**Supplied records:**

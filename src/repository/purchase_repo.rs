// ==========================================
// 劳动时间经济核算系统 - 购买记录仓储
// ==========================================

use crate::domain::purchase::Purchase;
use crate::domain::types::PurposeOfPurchase;
use crate::repository::error::{RepositoryError, RepositoryResult};
use crate::repository::row_utils::{fmt_datetime, get_datetime, get_decimal, get_uuid};
use rusqlite::{params, Connection, Row};
use std::sync::{Arc, Mutex, MutexGuard};
use uuid::Uuid;

pub struct PurchaseRepository {
    conn: Arc<Mutex<Connection>>,
}

impl PurchaseRepository {
    pub fn new(conn: Arc<Mutex<Connection>>) -> Self {
        Self { conn }
    }

    fn get_conn(&self) -> RepositoryResult<MutexGuard<'_, Connection>> {
        self.conn
            .lock()
            .map_err(|e| RepositoryError::LockError(e.to_string()))
    }

    /// 某买方（成员或企业）的购买记录，新到旧
    pub fn find_by_buyer(&self, buyer: &Uuid) -> RepositoryResult<Vec<Purchase>> {
        let conn = self.get_conn()?;
        let mut stmt = conn.prepare(
            r#"SELECT purchase_id, purchase_date, plan_id, buyer, is_buyer_a_member,
                      price_per_unit, amount, purpose
               FROM purchase
               WHERE buyer = ?1
               ORDER BY purchase_date DESC, rowid DESC"#,
        )?;
        let purchases = stmt
            .query_map(params![buyer.to_string()], map_purchase_row)?
            .collect::<rusqlite::Result<Vec<_>>>()?;
        Ok(purchases)
    }
}

pub(crate) fn insert_purchase(conn: &Connection, purchase: &Purchase) -> RepositoryResult<()> {
    conn.execute(
        r#"INSERT INTO purchase (
            purchase_id, purchase_date, plan_id, buyer, is_buyer_a_member,
            price_per_unit, amount, purpose
        ) VALUES (?1, ?2, ?3, ?4, ?5, ?6, ?7, ?8)"#,
        params![
            purchase.id.to_string(),
            fmt_datetime(&purchase.purchase_date),
            purchase.plan.to_string(),
            purchase.buyer.to_string(),
            purchase.is_buyer_a_member,
            purchase.price_per_unit.to_string(),
            purchase.amount,
            purchase.purpose.to_db_str(),
        ],
    )?;
    Ok(())
}

fn map_purchase_row(row: &Row<'_>) -> rusqlite::Result<Purchase> {
    let raw_purpose: String = row.get(7)?;
    let purpose = PurposeOfPurchase::parse(&raw_purpose).ok_or_else(|| {
        rusqlite::Error::FromSqlConversionFailure(
            7,
            rusqlite::types::Type::Text,
            format!("未知购买用途: {}", raw_purpose).into(),
        )
    })?;
    Ok(Purchase {
        id: get_uuid(row, 0)?,
        purchase_date: get_datetime(row, 1)?,
        plan: get_uuid(row, 2)?,
        buyer: get_uuid(row, 3)?,
        is_buyer_a_member: row.get(4)?,
        price_per_unit: get_decimal(row, 5)?,
        amount: row.get(6)?,
        purpose,
    })
}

**About this exercise:**
All the lines above should come back exactly as written.

**Answer to this task:**
filename src/repository/purchase_repo.rs
// ==========================================
// 劳动时间经济核算系统 - 购买记录仓储
// ==========================================

use crate::domain::purchase::Purchase;
use crate::domain::types::PurposeOfPurchase;
use crate::repository::error::{RepositoryError, RepositoryResult};
use crate::repository::row_utils::{fmt_datetime, get_datetime, get_decimal, get_uuid};
use rusqlite::{params, Connection, Row};
use std::sync::{Arc, Mutex, MutexGuard};
use uuid::Uuid;

pub struct PurchaseRepository {
    conn: Arc<Mutex<Connection>>,
}

impl PurchaseRepository {
    pub fn new(conn: Arc<Mutex<Connection>>) -> Self {
        Self { conn }
    }

    fn get_conn(&self) -> RepositoryResult<MutexGuard<'_, Connection>> {
        self.conn
            .lock()
            .map_err(|e| RepositoryError::LockError(e.to_string()))
    }

    /// 某买方（成员或企业）的购买记录，新到旧
    pub fn find_by_buyer(&self, buyer: &Uuid) -> RepositoryResult<Vec<Purchase>> {
        let conn = self.get_conn()?;
        let mut stmt = conn.prepare(
            r#"SELECT purchase_id, purchase_date, plan_id, buyer, is_buyer_a_member,
                      price_per_unit, amount, purpose
               FROM purchase
               WHERE buyer = ?1
               ORDER BY purchase_date DESC, rowid DESC"#,
        )?;
        let purchases = stmt
            .query_map(params![buyer.to_string()], map_purchase_row)?
            .collect::<rusqlite::Result<Vec<_>>>()?;
        Ok(purchases)
    }
}

pub(crate) fn insert_purchase(conn: &Connection, purchase: &Purchase) -> RepositoryResult<()> {
    conn.execute(
        r#"INSERT INTO purchase (
            purchase_id, purchase_date, plan_id, buyer, is_buyer_a_member,
            price_per_unit, amount, purpose
        ) VALUES (?1, ?2, ?3, ?4, ?5, ?6, ?7, ?8)"#,
        params![
            purchase.id.to_string(),
            fmt_datetime(&purchase.purchase_date),
            purchase.plan.to_string(),
            purchase.buyer.to_string(),
            purchase.is_buyer_a_member,
            purchase.price_per_unit.to_string(),
            purchase.amount,
            purchase.purpose.to_db_str(),
        ],
    )?;
    Ok(())
}

fn map_purchase_row(row: &Row<'_>) -> rusqlite::Result<Purchase> {
    let raw_purpose: String = row.get(7)?;
    let purpose = PurposeOfPurchase::parse(&raw_purpose).ok_or_else(|| {
        rusqlite::Error::FromSqlConversionFailure(
            7,
            rusqlite::types::Type::Text,
            format!("未知购买用途: {}", raw_purpose).into(),
        )
    })?;
    Ok(Purchase {
        id: get_uuid(row, 0)?,
        purchase_date: get_datetime(row, 1)?,
        plan: get_uuid(row, 2)?,
        buyer: get_uuid(row, 3)?,
        is_buyer_a_member: row.get(4)?,
        price_per_unit: get_decimal(row, 5)?,
        amount: row.get(6)?,
        purpose,
    })
}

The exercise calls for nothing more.